What Smet has done under each remedy is to collect together all the symptoms relating to food and drink and list the material in a repertory format. He has separate sections for Desires, Aversions, Aggravations, Ameliorations, Ailments from, which he says are to cover General symptomatology. He has then listed symptoms from all repertory sections from Mind through to Skin following the Hahnemannian/Kentian hierarchy. This, he says is to show the effect of different foods and drinks on different organs of the body for a particular remedy. I'm not sure how effective this is; in looking up several remedies, what it demonstrates to me is that several organs and physiological systems are affected, even in smaller remedy pictures. Finally, he has listed the sections Appetite and Thirst in order to allow fast access to acute symptomatology. This is a welcome addition.
In each section, symptoms are listed on a separate line using black type and italics to indicate the gradation with which each one occurs in that remedy. This is followed by a short list of the other main remedies which have this symptom and these alternative remedies are listed in order of gradation. This does make differential diagnosis quicker and easier.
If I had any criticisms of the book it would relate to the small repertory section at the front. This appears to have been tagged on as an afterthought. It consists of two small sections; one a list of new rubrics and a second list of additions and alterations to existing rubrics. I think he should have gone further here. If his research was as thorough as he claims then he should have simply compiled a new Food and Drinks repertory section. As it is, he has done the opposite to what he has achieved in the materia medica in that this has greatly slowed down the process of accessing the information. In order to look up a single food reference for a patient you would have to go to three different sources; your normal repertory, followed by both sections of this new repertory. Do this for half of your patients and you've added an hour to your working week just to access one small detail. Life is too short for this kind of unnecessary travelling.
The text is sprinkled with typographical characters which mean different things, but one is worth mentioning. He has used the mathematical 'less than' sign (<) to mark a symptom as one of his new additions. Unfortunately this sign is commonly used in the UK to indicate the modality 'agg. by' or 'worse from'. So a rubric listed in Smet's book as 'STOMACH < eructations after rich food' does not mean the stomach is worse from eructations after rich food but simply that STOMACH, eructations after rich food is a new additional symptom for this remedy. There will be some confusion here for readers who don't bother to read book introductions. 'AMEL < oranges' will make no sense at all.

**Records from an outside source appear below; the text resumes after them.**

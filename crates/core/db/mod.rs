//! Core database implementation for Statboard.
//!
//! This module defines the `StatsDB` handle that ties normalization, query
//! building and the document store together into the read and write paths.

use crate::builder::StatsDBBuilder;
use crate::compute::aggregate::{Normalized, normalize};
use crate::compute::blocks::{AnyKey, BlockClassifier};
use crate::compute::query::{LeaderboardQuery, QueryLimits, build_query};
use crate::compute::validation::collection_name;
use crate::config::Config;
use crate::error::{Result, StatsError};
use crate::storage::{
    Document, DocumentStore, Filter, ID_FIELD, MemoryBackend, StorageStats,
};
use serde_json::Value;
use statboard_types::player::PlayerRecord;
use statboard_types::request::{LeaderboardRequest, ServerIdentifier, UpdatePlayerRequest};
use std::sync::Arc;
use std::sync::atomic::{AtomicBool, Ordering};

/// Player statistics database.
///
/// Cheap to clone; clones share the same store. Built once per process and
/// handed to every request handler.
#[derive(Clone)]
pub struct StatsDB {
    pub(crate) store: Arc<dyn DocumentStore>,
    pub(crate) blocks: Arc<dyn BlockClassifier>,
    pub(crate) limits: QueryLimits,
    pub(crate) closed: Arc<AtomicBool>,
}

impl StatsDB {
    pub fn builder() -> StatsDBBuilder {
        StatsDBBuilder::new()
    }

    /// Create an in-memory database with default configuration.
    pub fn memory() -> Self {
        Self::with_store(Arc::new(MemoryBackend::new()), &Config::default())
    }

    /// Wrap an existing store.
    pub fn with_store(store: Arc<dyn DocumentStore>, config: &Config) -> Self {
        Self {
            store,
            blocks: Arc::new(AnyKey),
            limits: QueryLimits::from_config(config),
            closed: Arc::new(AtomicBool::new(false)),
        }
    }

    pub fn with_block_classifier(mut self, blocks: Arc<dyn BlockClassifier>) -> Self {
        self.blocks = blocks;
        self
    }

    pub fn store(&self) -> &Arc<dyn DocumentStore> {
        &self.store
    }

    pub fn limits(&self) -> &QueryLimits {
        &self.limits
    }

    fn ensure_open(&self) -> Result<()> {
        if self.closed.load(Ordering::Acquire) {
            return Err(StatsError::DatabaseClosed);
        }
        Ok(())
    }

    /// Run a leaderboard read.
    ///
    /// An empty result is reported as [`StatsError::NotFound`], distinct
    /// from a store failure.
    pub fn leaderboard(&self, request: &LeaderboardRequest) -> Result<Vec<Document>> {
        self.ensure_open()?;

        let collection = collection_name(&request.server)?;
        let LeaderboardQuery { filter, options } = build_query(request, &self.limits);

        log::debug!(
            "Leaderboard query on {}: filter={:?} sort={:?} limit={:?}",
            collection,
            filter,
            options.sort,
            options.limit
        );

        let results = self.store.find(&collection, &filter, &options)?;
        if results.is_empty() {
            return Err(StatsError::NotFound);
        }
        Ok(results)
    }

    /// Replace a player's stats and advancements, creating the player if
    /// needed, and return the record as stored.
    ///
    /// The whole record is written in one conditional upsert keyed by UUID,
    /// so repeating a write leaves exactly one record.
    pub fn upsert_player(&self, request: UpdatePlayerRequest) -> Result<PlayerRecord> {
        self.ensure_open()?;

        let collection = collection_name(&request.server)?;
        if request.uuid.is_empty() {
            return Err(StatsError::InvalidInput("Player UUID cannot be empty".into()));
        }

        let Normalized {
            stats,
            advancements,
        } = normalize(request.stats, &request.advancements, self.blocks.as_ref());

        let record = PlayerRecord {
            id: String::new(),
            uuid: request.uuid,
            name: request.name,
            stats,
            advancements,
        };

        let document = to_document(&record)?;
        let id = self
            .store
            .replace_or_insert(&collection, &Filter::by("uuid", record.uuid.as_str()), document)?;

        log::debug!("Upserted player {} in {} as {}", record.uuid, collection, id);

        // the persisted form is what callers get back
        let stored = self
            .store
            .find_one(&collection, &Filter::by(ID_FIELD, id.as_str()))?
            .ok_or_else(|| {
                StatsError::Store(format!("Player {} missing from {} after write", id, collection))
            })?;

        from_document(stored)
    }

    /// Fetch one player's full record.
    pub fn get_player(&self, server: &ServerIdentifier, uuid: &str) -> Result<Option<PlayerRecord>> {
        self.ensure_open()?;

        let collection = collection_name(server)?;
        self.store
            .find_one(&collection, &Filter::by("uuid", uuid))?
            .map(from_document)
            .transpose()
    }

    pub fn stats(&self) -> Result<StorageStats> {
        self.store.stats()
    }

    /// Flush the store to persistent storage, if it has any.
    pub fn sync(&self) -> Result<()> {
        self.ensure_open()?;
        self.store.sync()
    }

    /// Close the database. Later calls fail with `DatabaseClosed`.
    pub fn close(&self) -> Result<()> {
        if self.closed.swap(true, Ordering::AcqRel) {
            return Ok(());
        }
        self.store.close()
    }

    pub fn is_closed(&self) -> bool {
        self.closed.load(Ordering::Acquire)
    }
}

fn to_document(record: &PlayerRecord) -> Result<Document> {
    match serde_json::to_value(record) {
        Ok(Value::Object(document)) => Ok(document),
        Ok(other) => Err(StatsError::Other(format!(
            "Player record encoded as {} instead of an object",
            other
        ))),
        Err(e) => Err(StatsError::Other(format!("Failed to encode player: {}", e))),
    }
}

/// Stored documents that fail to decode are a server-side fault, never a
/// client input error.
fn from_document(document: Document) -> Result<PlayerRecord> {
    serde_json::from_value(Value::Object(document))
        .map_err(|e| StatsError::Store(format!("Stored player is malformed: {}", e)))
}

#[cfg(test)]
mod tests {
    use super::*;
    use statboard_types::player::AdvancementInput;
    use statboard_types::stats::{Counter, StatGroup, StatsDocument};

    fn write(uuid: &str, name: &str) -> UpdatePlayerRequest {
        let mut stats = StatsDocument::scaffold();
        stats.group_mut(StatGroup::Mined).insert("minecraft:stone", 4);
        UpdatePlayerRequest {
            server: ServerIdentifier::new("s1", 1),
            uuid: uuid.into(),
            name: name.into(),
            stats,
            advancements: vec![AdvancementInput::new("a1", true)],
        }
    }

    #[test]
    fn test_upsert_returns_persisted_record() {
        let db = StatsDB::memory();
        let record = db.upsert_player(write("u1", "Bob")).unwrap();

        assert!(!record.id.is_empty());
        assert_eq!(record.uuid, "u1");
        assert_eq!(
            record.stats.group(StatGroup::Totals).get("blocks_broken"),
            Some(Counter(4))
        );
    }

    #[test]
    fn test_empty_uuid_is_client_error() {
        let db = StatsDB::memory();
        let err = db.upsert_player(write("", "Bob")).unwrap_err();
        assert!(matches!(err, StatsError::InvalidInput(_)));
        assert!(err.is_client_error());
    }

    #[test]
    fn test_closed_db_rejects_calls() {
        let db = StatsDB::memory();
        db.close().unwrap();
        assert!(db.is_closed());
        assert!(matches!(
            db.upsert_player(write("u1", "Bob")),
            Err(StatsError::DatabaseClosed)
        ));
        assert!(matches!(
            db.leaderboard(&LeaderboardRequest::default()),
            Err(StatsError::DatabaseClosed)
        ));
    }

    #[test]
    fn test_get_player() {
        let db = StatsDB::memory();
        let server = ServerIdentifier::new("s1", 1);
        assert!(db.get_player(&server, "u1").unwrap().is_none());

        db.upsert_player(write("u1", "Bob")).unwrap();
        let record = db.get_player(&server, "u1").unwrap().unwrap();
        assert_eq!(record.name, "Bob");
    }
}
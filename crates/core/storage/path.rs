//! Dotted field paths over JSON documents.

use super::Document;
use serde_json::{Map, Value};
use smallvec::SmallVec;
use std::cmp::Ordering;

type Segments<'a> = SmallVec<[&'a str; 4]>;

fn segments(path: &str) -> Segments<'_> {
    path.split('.').collect()
}

/// Resolve a dotted path (`stats.mined.minecraft:stone`) inside a document.
pub fn lookup<'a>(document: &'a Document, path: &str) -> Option<&'a Value> {
    let segments = segments(path);
    let (first, rest) = segments.split_first()?;

    let mut current = document.get(*first)?;
    for segment in rest {
        current = current.as_object()?.get(*segment)?;
    }
    Some(current)
}

/// Keep only the given dotted paths of a document, preserving nesting.
/// Paths that do not resolve are left out.
pub fn project(document: &Document, paths: &[String]) -> Document {
    let mut projected = Map::new();

    for path in paths {
        if let Some(value) = lookup(document, path) {
            insert_path(&mut projected, &segments(path), value.clone());
        }
    }

    projected
}

fn insert_path(target: &mut Document, segments: &[&str], value: Value) {
    match segments {
        [] => {}
        [last] => {
            target.insert((*last).to_string(), value);
        }
        [head, rest @ ..] => {
            let entry = target
                .entry((*head).to_string())
                .or_insert_with(|| Value::Object(Map::new()));
            if !entry.is_object() {
                *entry = Value::Object(Map::new());
            }
            if let Value::Object(inner) = entry {
                insert_path(inner, rest, value);
            }
        }
    }
}

fn type_rank(value: Option<&Value>) -> u8 {
    match value {
        None => 0,
        Some(Value::Null) => 1,
        Some(Value::Bool(_)) => 2,
        Some(Value::Number(_)) => 3,
        Some(Value::String(_)) => 4,
        Some(Value::Array(_)) => 5,
        Some(Value::Object(_)) => 6,
    }
}

/// Total order used for sorting: missing < null < bool < number < string <
/// array < object. Values of the same kind compare naturally; arrays and
/// objects compare equal.
pub fn compare_values(a: Option<&Value>, b: Option<&Value>) -> Ordering {
    match (a, b) {
        (Some(Value::Bool(x)), Some(Value::Bool(y))) => x.cmp(y),
        (Some(Value::Number(x)), Some(Value::Number(y))) => match (x.as_i64(), y.as_i64()) {
            (Some(x), Some(y)) => x.cmp(&y),
            _ => {
                let x = x.as_f64().unwrap_or(0.0);
                let y = y.as_f64().unwrap_or(0.0);
                x.total_cmp(&y)
            }
        },
        (Some(Value::String(x)), Some(Value::String(y))) => x.cmp(y),
        _ => type_rank(a).cmp(&type_rank(b)),
    }
}

#[cfg(test)]
mod tests {
    use super::*;
    use serde_json::json;

    fn doc(value: Value) -> Document {
        value.as_object().cloned().unwrap()
    }

    #[test]
    fn test_lookup_nested() {
        let d = doc(json!({"stats": {"mined": {"minecraft:stone": 10}}, "name": "Bob"}));
        assert_eq!(lookup(&d, "name"), Some(&json!("Bob")));
        assert_eq!(lookup(&d, "stats.mined.minecraft:stone"), Some(&json!(10)));
        assert_eq!(lookup(&d, "stats.used.minecraft:dirt"), None);
        assert_eq!(lookup(&d, "name.first"), None);
    }

    #[test]
    fn test_project_keeps_nesting() {
        let d = doc(json!({
            "_id": "x",
            "uuid": "u1",
            "name": "Bob",
            "stats": {"mined": {"a": 1, "b": 2}, "used": {"c": 3}}
        }));
        let projected = project(
            &d,
            &["uuid".into(), "stats.mined.b".into(), "stats.used.c".into(), "missing".into()],
        );

        assert_eq!(
            Value::Object(projected),
            json!({"uuid": "u1", "stats": {"mined": {"b": 2}, "used": {"c": 3}}})
        );
    }

    #[test]
    fn test_compare_values_ordering() {
        let ten = json!(10);
        let two = json!(2.0);
        let text = json!("a");
        assert_eq!(compare_values(Some(&two), Some(&ten)), Ordering::Less);
        assert_eq!(compare_values(None, Some(&two)), Ordering::Less);
        assert_eq!(compare_values(Some(&text), Some(&ten)), Ordering::Greater);
        assert_eq!(compare_values(None, None), Ordering::Equal);
    }
}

In his introduction, Smet stresses the amount and thoroughness of his research and his reasoning for presenting the material in the manner he has used. My feelings are that he has successfully achieved what he set out to do. This is a rather expensive book at £40 but it is a mountain of work to produce a volume like this and I would congratulate him for having had the enthusiasm and perseverance to do so. If you want a readable materia medica to curl up in bed with then this is not the one for you, but personally, having had a sudden run of I.B.S. cases recently, involving many food symptoms and sensitivities, I have found Smet's book efficient for accessing both confirmatory symptoms and differential diagnosis.